The zaniest universe
Published by Thriftbooks.com User , 24 years ago
I have a real problem with this book. Namely, I can't get on a New York bus or subway without having dozen strangers leaning over me to look at the cartoons, first with curiosity and then suddenly bursting into hysterical laughter. It's that kind of book. The name "Rube Goldberg:" is supposed to vaguely resemble a machine more complicated than it should be. But as I discovered here, the inventions are more than over-complicated.. They are zany, zappy, and have the weird quantum logic of a parallel universe existing in some mad scientist's crazy mind. Take a "modest mosquito-bite scratcher", which is modest if you have dogs, cannons and worms all hooked up in tandem. Or a "self-scrubbing bath brush", which is easy once you teach a monkey to play outfield and hook the monkey up with a millwheel, a jack-in-the-box and an organ grinder. But why go on? Each time I open the book, one of the hundreds and hundreds of insane worlds plays itself out with kind of an eerie reality. Maynard Frank Wolfe has written a decent down-to-earth biography of the real Rube Goldberg , who (obviously!) started his long life as an engineer. But the amazing and endless cartoons are simply the funniest and best things around. At first, I thought of Leonardo de Vinci on LSD. But the more realistic affinity is Gary Larson. Both Larson and Goldberg turn science on its head, with their own creations both defying and DEIFYING logic. Now if only he'd invented a way to make strangers on a subway train go away! Let them buy their OWN book!
They don't make them like ole' Rube anymore!

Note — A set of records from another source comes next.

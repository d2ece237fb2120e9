//! External service integrations

pub mod reportstream;
//! Result classification
//!
//! Every failure of the sign -> exchange -> call chain lands here exactly
//! once and leaves as a plain result value.
//!
//! | outcome               | successful | retryable | status        | errors                     |
//! |-----------------------|------------|-----------|---------------|----------------------------|
//! | 2xx                   | true       | false     | from history  | body `errors`              |
//! | signing failed        | false      | false     | `error`       | description                |
//! | 5xx, 408, 429         | false      | true      | `unavailable` | body `errors`, else description |
//! | 404                   | false      | false     | `notFound`    | body `errors`, else description |
//! | other non-2xx         | false      | false     | `error`       | body `errors`, else description |
//! | no response           | false      | true      | `unavailable` | description                |
//! | any other local fault | false      | false     | `error`       | description                |
//!
//! For a non-2xx whose body lists no errors (empty, HTML, plain text) the
//! failure description, e.g. `Client error: HTTP 422`, is the single entry
//! instead of an empty list.
//!
//! A failed token exchange is classified by the fault it wraps, except that
//! a 404 from the token endpoint never reports the submission as not found.
//!
//! A 2xx stays successful even when its body lists errors: the HTTP status
//! is the only success signal.

use reportlink_domain::{
    DeliveryStatus, HubError, HistoryBody, ResponseItem, Result, StatusResult, SubmissionBody,
    SubmissionResult,
};

use super::delivery::calculate_delivery_status;

/// Classify the outcome of a report submission.
pub fn classify_submission(outcome: Result<SubmissionBody>) -> SubmissionResult {
    match outcome {
        Ok(body) => SubmissionResult {
            successful: true,
            id: body.submission_id,
            retryable: false,
            errors: render_items(&body.errors),
            warnings: render_items(&body.warnings),
        },
        Err(error) => {
            let (errors, warnings) = failure_messages(&error);
            SubmissionResult {
                successful: false,
                id: error.body().and_then(|body| body.submission_id.clone()),
                retryable: error.is_retryable(),
                errors,
                warnings,
            }
        }
    }
}

/// Classify the outcome of a delivery status query for `requested_id`.
pub fn classify_status(requested_id: &str, outcome: Result<HistoryBody>) -> StatusResult {
    match outcome {
        Ok(history) => StatusResult {
            successful: true,
            status: calculate_delivery_status(&history),
            errors: render_items(&history.errors),
            warnings: render_items(&history.warnings),
            submission_id: history.submission_id.or_else(|| Some(requested_id.to_string())),
        },
        Err(error) => {
            let (errors, warnings) = failure_messages(&error);
            let submission_id = match &error {
                HubError::Unknown(_) => Some(requested_id.to_string()),
                other => other.body().and_then(|body| body.submission_id.clone()),
            };
            StatusResult {
                successful: false,
                submission_id,
                status: failure_status(&error),
                errors,
                warnings,
            }
        }
    }
}

/// Flatten hub error/warning entries into `Scope: {scope}; {message}`
/// strings, keeping their order.
pub fn render_items(items: &[ResponseItem]) -> Vec<String> {
    items.iter().map(ResponseItem::render).collect()
}

fn failure_status(error: &HubError) -> DeliveryStatus {
    match error {
        HubError::Client { status: 404, .. } => DeliveryStatus::NotFound,
        e if e.is_retryable() => DeliveryStatus::Unavailable,
        _ => DeliveryStatus::Error,
    }
}

/// Errors and warnings reported for a failure.
///
/// Hub-supplied entries come first-hand from the response body. When the
/// body has none, or the failure happened during token exchange, the error
/// description itself leads the list.
fn failure_messages(error: &HubError) -> (Vec<String>, Vec<String>) {
    let body = error.body();
    let mut errors = body.map(|b| render_items(&b.errors)).unwrap_or_default();
    let warnings = body.map(|b| render_items(&b.warnings)).unwrap_or_default();

    if errors.is_empty() || matches!(error, HubError::TokenExchange(_)) {
        errors.insert(0, error.to_string());
    }

    (errors, warnings)
}
//! Error types used throughout the hub client

use thiserror::Error;

use crate::constants::RETRYABLE_CLIENT_STATUSES;
use crate::types::ErrorBody;

/// Categories of hub failures for retry decisions
#[derive(Debug, Clone, Copy, PartialEq, Eq)]
pub enum HubErrorCategory {
    /// Key material could not be used to sign the client assertion
    Credential,
    /// 5xx, 408 or 429 from the hub - retryable
    Server,
    /// Any other non-2xx status - non-retryable
    Client,
    /// Request sent but no response arrived - retryable
    Network,
    /// Local failure that fits nowhere else - non-retryable
    Unknown,
}

/// Hub pipeline errors
///
/// Produced by the signing, token exchange and submission steps. Provider
/// operations never surface these directly; they are folded into
/// [`crate::SubmissionResult`] / [`crate::StatusResult`] at the boundary.
#[derive(Debug, Clone, PartialEq, Eq, Error)]
pub enum HubError {
    #[error("Error generating JWT. Confirm your PEM is correct: {0}")]
    Assertion(String),

    #[error("Token exchange failed: {0}")]
    TokenExchange(Box<HubError>),

    #[error("Server error: HTTP {status}")]
    Server { status: u16, body: ErrorBody },

    #[error("Client error: HTTP {status}")]
    Client { status: u16, body: ErrorBody },

    #[error("A network error has occurred: {0}")]
    Network(String),

    #[error("Unexpected error: {0}")]
    Unknown(String),
}

impl HubError {
    /// Build the error for a non-2xx response, picking `Server` or `Client`
    /// from the status alone.
    pub fn from_status(status: u16, body: ErrorBody) -> Self {
        if is_retryable_status(status) {
            Self::Server { status, body }
        } else {
            Self::Client { status, body }
        }
    }

    /// Wrap a transport fault raised while redeeming the client assertion.
    pub fn token_exchange(inner: Self) -> Self {
        Self::TokenExchange(Box::new(inner))
    }

    /// Get the error category for this error
    pub fn category(&self) -> HubErrorCategory {
        match self {
            Self::Assertion(_) => HubErrorCategory::Credential,
            Self::TokenExchange(inner) => inner.category(),
            Self::Server { .. } => HubErrorCategory::Server,
            Self::Client { .. } => HubErrorCategory::Client,
            Self::Network(_) => HubErrorCategory::Network,
            Self::Unknown(_) => HubErrorCategory::Unknown,
        }
    }

    /// Check if resending the same request later may succeed
    pub fn is_retryable(&self) -> bool {
        matches!(self.category(), HubErrorCategory::Server | HubErrorCategory::Network)
    }

    /// HTTP status of the response that caused this error, if one arrived
    pub fn status_code(&self) -> Option<u16> {
        match self {
            Self::Server { status, .. } | Self::Client { status, .. } => Some(*status),
            Self::TokenExchange(inner) => inner.status_code(),
            Self::Assertion(_) | Self::Network(_) | Self::Unknown(_) => None,
        }
    }

    /// Response body carried by this error, if the hub answered
    pub fn body(&self) -> Option<&ErrorBody> {
        match self {
            Self::Server { body, .. } | Self::Client { body, .. } => Some(body),
            Self::TokenExchange(inner) => inner.body(),
            Self::Assertion(_) | Self::Network(_) | Self::Unknown(_) => None,
        }
    }
}

/// Whether a failed HTTP status is worth retrying unchanged.
///
/// True for every 5xx and for 408 (Request Timeout) and 429 (Too Many
/// Requests).
pub fn is_retryable_status(status: u16) -> bool {
    status >= 500 || RETRYABLE_CLIENT_STATUSES.contains(&status)
}

/// Configuration loading errors
#[derive(Debug, Error)]
pub enum ConfigError {
    #[error("Missing environment variable: {0}")]
    MissingVar(String),

    #[error("Invalid value for {field}: {reason}")]
    InvalidValue { field: String, reason: String },

    #[error("Config file not found: {0}")]
    NotFound(String),

    #[error("Failed to read {path}: {reason}")]
    Read { path: String, reason: String },

    #[error("Failed to parse config: {0}")]
    Parse(String),

    #[error("Unsupported config format: {0}")]
    UnsupportedFormat(String),

    #[error("Failed to build HTTP client: {0}")]
    Transport(String),
}

impl ConfigError {
    pub fn invalid(field: impl Into<String>, reason: impl Into<String>) -> Self {
        Self::InvalidValue { field: field.into(), reason: reason.into() }
    }
}

/// Result type alias for hub pipeline operations
pub type Result<T> = std::result::Result<T, HubError>;
pub mod error;
pub mod time_value;
pub mod types;

#[cfg(feature = "simulator")]
pub mod simulator;

pub use error::KrediError;
pub use types::*;

/// Standard result type for all KrediPlus operations
pub type KrediResult<T> = Result<T, KrediError>;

Published by Thriftbooks.com User , 24 years ago
Rube Goldberg is justly famous for producing ingenious cartoons that show the most complicated ways imaginable to complete the most mundane of tasks. Any boomer, tweener, Gen-xer, teen, or kid who has played "Mousetrap" has witnessed a "Goldberg". This book reproduces his cartoons and reveals his three-fold genius - as a humorist, an artist, and a master mechanic. Today, the comic pages seem to be oriented either strictly towards children (Rugrats, et. al.), or adults (Doonebury, Dilbert and their kin); either type can be digested in seconds. Goldberg's genius was to produce a hilarious piece of work that could be enjoyed by all ages and actually made his audience think! Buy this book to revel in this master.